BEGIN Extracted records

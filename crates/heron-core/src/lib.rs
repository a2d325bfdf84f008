//! # Heron Core
//!
//! Core types shared by every Heron crate.
//!
//! - [`HeronError`] - The engine's error taxonomy, with [`ErrorCategory`] classification
//! - [`ErrorData`] / [`ErrorMapperRegistry`] - Protocol error documents and how errors become them
//! - [`Resource`], [`ResourceId`], [`IdType`] - Engine-side view of domain objects
//! - [`RequestBody`] - Decoded request documents
//! - [`RequestContext`] - Per-request parameters and security principal
//! - [`Capability`] - Operation tags for repository methods
//! - [`di::Container`] - Typed services handed to repositories

#![doc(html_root_url = "https://docs.rs/heron-core/0.1.0")]
#![warn(missing_docs)]
#![forbid(unsafe_code)]

mod body;
mod capability;
mod context;
pub mod di;
mod error;
mod error_data;
mod identity;
mod mapper;
mod resource;

pub use body::{DataBody, Linkage, PrimaryBody, RequestBody};
pub use capability::Capability;
pub use context::{RequestContext, RequestId, RequestParams};
pub use error::{ErrorCategory, FieldErrors, HeronError, HeronResult};
pub use error_data::{ErrorData, ErrorDataBuilder};
pub use identity::Principal;
pub use mapper::{ErrorMapper, ErrorMapperRegistry, ErrorResponse, HandlerErrorMapper};
pub use resource::{IdType, Resource, ResourceId, ResourceIdentifier};

// Re-export http types used in public signatures
pub use http::{Method, StatusCode};
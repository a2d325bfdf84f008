//! Typed configuration for Heron.
//!
//! - TOML and JSON configuration files
//! - Environment variable overrides, optionally seeded from a `.env` file
//! - Strict parsing (unknown fields are rejected)
//! - Layered loading (defaults → file → env), then validation
//!
//! # Configuration File Format
//!
//! ```toml
//! [engine]
//! base_path = "/api"
//! verify_on_startup = true
//! expose_internal_errors = false
//! max_ids_per_request = 100
//!
//! [telemetry.logging]
//! enabled = true
//! level = "info"
//! format = "json"
//!
//! [telemetry.metrics]
//! enabled = true
//! ```
//!
//! # Environment Variable Overrides
//!
//! Values are overridden with variables named `PREFIX__SECTION__KEY`:
//!
//! - `HERON__ENGINE__BASE_PATH=/api`
//! - `HERON__TELEMETRY__LOGGING__LEVEL=debug`
//! - `HERON__TELEMETRY__METRICS__ENABLED=false`

#![warn(missing_docs)]
#![forbid(unsafe_code)]

mod config;
mod error;
mod loader;
mod schema;

pub use config::{HeronConfig, HeronConfigBuilder};
pub use error::ConfigError;
pub use loader::ConfigLoader;
pub use schema::{EngineConfig, LogFormat, LoggingConfig, MetricsConfig, TelemetryConfigSection};
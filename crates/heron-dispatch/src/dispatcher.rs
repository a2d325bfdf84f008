//! Request dispatch.
//!
//! [`RequestDispatcher`] is the single entry point of the engine. The
//! embedding transport decodes the method, path and body, builds a
//! [`RequestContext`], and hands them over; the dispatcher parses the path,
//! picks the controller and turns any failure into an error document.

use crate::registry::ControllerRegistry;
use crate::response::Response;
use heron_core::{
    ErrorMapperRegistry, HeronError, HeronResult, Method, RequestBody, RequestContext,
};
use heron_path::{JsonPath, PathBuilder};
use heron_repository::ResourceRegistry;
use heron_telemetry::metrics::record_request;
use std::sync::Arc;
use tracing::{debug, error, instrument, warn};

/// Default cap on the ids of a single resource path.
pub const DEFAULT_MAX_IDS_PER_REQUEST: usize = 100;

/// Label used in metrics when no controller was selected.
const UNROUTED: &str = "none";

/// Parses paths, selects controllers and maps errors.
///
/// # Example
///
/// ```rust
/// use heron_core::{Method, RequestContext, StatusCode};
/// use heron_dispatch::RequestDispatcher;
/// use heron_repository::fixtures::Fixtures;
/// use heron_repository::ResourceRegistry;
/// use std::sync::Arc;
///
/// let registry = Arc::new(ResourceRegistry::new());
/// Fixtures::new().register(&registry);
///
/// let dispatcher = RequestDispatcher::builder(registry)
///     .base_path("/api")
///     .build()
///     .unwrap();
///
/// let response = dispatcher.dispatch(&Method::GET, "/api/tasks", &RequestContext::new(), None);
/// assert_eq!(response.status, StatusCode::OK);
///
/// let response = dispatcher.dispatch(&Method::PUT, "/api/tasks/1", &RequestContext::new(), None);
/// assert_eq!(response.status, StatusCode::METHOD_NOT_ALLOWED);
/// ```
#[derive(Debug, Clone)]
pub struct RequestDispatcher {
    registry: Arc<ResourceRegistry>,
    controllers: ControllerRegistry,
    error_mappers: ErrorMapperRegistry,
    base_path: String,
    max_ids_per_request: usize,
}

impl RequestDispatcher {
    /// Starts building a dispatcher over the given registry.
    #[must_use]
    pub fn builder(registry: Arc<ResourceRegistry>) -> RequestDispatcherBuilder {
        RequestDispatcherBuilder::new(registry)
    }

    /// Returns the resource registry.
    #[must_use]
    pub fn registry(&self) -> &Arc<ResourceRegistry> {
        &self.registry
    }

    /// Returns the base path, without a trailing slash.
    #[must_use]
    pub fn base_path(&self) -> &str {
        &self.base_path
    }

    /// Returns the controller registry.
    #[must_use]
    pub fn controllers(&self) -> &ControllerRegistry {
        &self.controllers
    }

    /// Serves a request, mapping every failure to an error document.
    #[instrument(
        skip_all,
        fields(method = %method, path = raw_path, request_id = %context.request_id())
    )]
    pub fn dispatch(
        &self,
        method: &Method,
        raw_path: &str,
        context: &RequestContext,
        body: Option<&RequestBody>,
    ) -> Response {
        let (controller, result) = self.route_and_handle(method, raw_path, context, body);

        let response = match result {
            Ok(response) => {
                debug!(controller, status = response.status.as_u16(), "request served");
                response
            }
            Err(err) => {
                if err.category().is_client_error() {
                    debug!(controller, error = %err, kind = err.category().label(), "request rejected");
                } else {
                    error!(controller, error = %err, kind = err.category().label(), "request failed");
                }
                Response::from(self.error_mappers.to_response(&err))
            }
        };

        record_request(controller, response.status.as_u16(), context.elapsed());
        response
    }

    /// Serves a request, returning failures unmapped.
    pub fn try_dispatch(
        &self,
        method: &Method,
        raw_path: &str,
        context: &RequestContext,
        body: Option<&RequestBody>,
    ) -> HeronResult<Response> {
        self.route_and_handle(method, raw_path, context, body).1
    }

    /// Parses the path against the registry after stripping the base path.
    pub fn parse_path(&self, raw_path: &str) -> HeronResult<JsonPath> {
        let relative = self.strip_base(raw_path)?;
        let path = PathBuilder::new(&*self.registry).build(relative)?;

        if path.ids().len() > self.max_ids_per_request {
            return Err(HeronError::bad_request(format!(
                "{} ids requested, at most {} allowed",
                path.ids().len(),
                self.max_ids_per_request
            )));
        }
        Ok(path)
    }

    fn route_and_handle(
        &self,
        method: &Method,
        raw_path: &str,
        context: &RequestContext,
        body: Option<&RequestBody>,
    ) -> (&'static str, HeronResult<Response>) {
        let path = match self.parse_path(raw_path) {
            Ok(path) => path,
            Err(err) => return (UNROUTED, Err(err)),
        };
        let controller = match self.controllers.find(&path, method) {
            Ok(controller) => controller,
            Err(err) => return (UNROUTED, Err(err)),
        };

        debug!(controller = controller.name(), path = %path, "dispatching");
        (controller.name(), controller.handle(&path, context, body))
    }

    fn strip_base<'p>(&self, raw_path: &'p str) -> HeronResult<&'p str> {
        if self.base_path.is_empty() {
            return Ok(raw_path);
        }
        match raw_path.strip_prefix(self.base_path.as_str()) {
            Some(rest) if rest.is_empty() || rest.starts_with('/') => Ok(rest),
            _ => {
                warn!(path = raw_path, base_path = %self.base_path, "path outside base path");
                Err(HeronError::malformed_path(
                    raw_path,
                    format!("path is outside the base path {}", self.base_path),
                ))
            }
        }
    }
}

/// Builder for [`RequestDispatcher`].
#[derive(Debug)]
pub struct RequestDispatcherBuilder {
    registry: Arc<ResourceRegistry>,
    controllers: Option<ControllerRegistry>,
    error_mappers: ErrorMapperRegistry,
    expose_internal_errors: bool,
    base_path: String,
    max_ids_per_request: usize,
}

impl RequestDispatcherBuilder {
    fn new(registry: Arc<ResourceRegistry>) -> Self {
        Self {
            registry,
            controllers: None,
            error_mappers: ErrorMapperRegistry::new(),
            expose_internal_errors: false,
            base_path: String::new(),
            max_ids_per_request: DEFAULT_MAX_IDS_PER_REQUEST,
        }
    }

    /// Sets the prefix every request path must carry. `/` means none.
    #[must_use]
    pub fn base_path(mut self, base_path: impl Into<String>) -> Self {
        self.base_path = base_path.into().trim_end_matches('/').to_string();
        self
    }

    /// Caps the number of ids in a single resource path.
    #[must_use]
    pub fn max_ids_per_request(mut self, max: usize) -> Self {
        self.max_ids_per_request = max;
        self
    }

    /// Includes internal error messages in 5xx documents.
    #[must_use]
    pub fn expose_internal_errors(mut self, expose: bool) -> Self {
        self.expose_internal_errors = expose;
        self
    }

    /// Replaces the error mappers.
    #[must_use]
    pub fn error_mappers(mut self, mappers: ErrorMapperRegistry) -> Self {
        self.error_mappers = mappers;
        self
    }

    /// Replaces the standard controllers.
    #[must_use]
    pub fn controllers(mut self, controllers: ControllerRegistry) -> Self {
        self.controllers = Some(controllers);
        self
    }

    /// Builds the dispatcher.
    ///
    /// Fails with [`HeronError::AmbiguousController`] if two controllers
    /// accept the same path shape and verb.
    pub fn build(self) -> HeronResult<RequestDispatcher> {
        let controllers = self
            .controllers
            .unwrap_or_else(|| ControllerRegistry::new(&self.registry));
        controllers.verify_disjoint()?;

        if self.max_ids_per_request == 0 {
            return Err(HeronError::bad_request(
                "max_ids_per_request must be greater than zero",
            ));
        }

        debug!(
            controllers = controllers.len(),
            base_path = %self.base_path,
            "request dispatcher ready"
        );

        Ok(RequestDispatcher {
            registry: self.registry,
            controllers,
            error_mappers: self
                .error_mappers
                .expose_internal_errors(self.expose_internal_errors),
            base_path: self.base_path,
            max_ids_per_request: self.max_ids_per_request,
        })
    }
}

END Extracted records

__What you will do__. Set down, exactly and without anything extra, every line from the one that contains "if self.max_ids_per_request == 0" through the final line of the material.

__Answer to the exercise__.
        if self.max_ids_per_request == 0 {
            return Err(HeronError::bad_request(
                "max_ids_per_request must be greater than zero",
            ));
        }

        debug!(
            controllers = controllers.len(),
            base_path = %self.base_path,
            "request dispatcher ready"
        );

        Ok(RequestDispatcher {
            registry: self.registry,
            controllers,
            error_mappers: self
                .error_mappers
                .expose_internal_errors(self.expose_internal_errors),
            base_path: self.base_path,
            max_ids_per_request: self.max_ids_per_request,
        })
    }
}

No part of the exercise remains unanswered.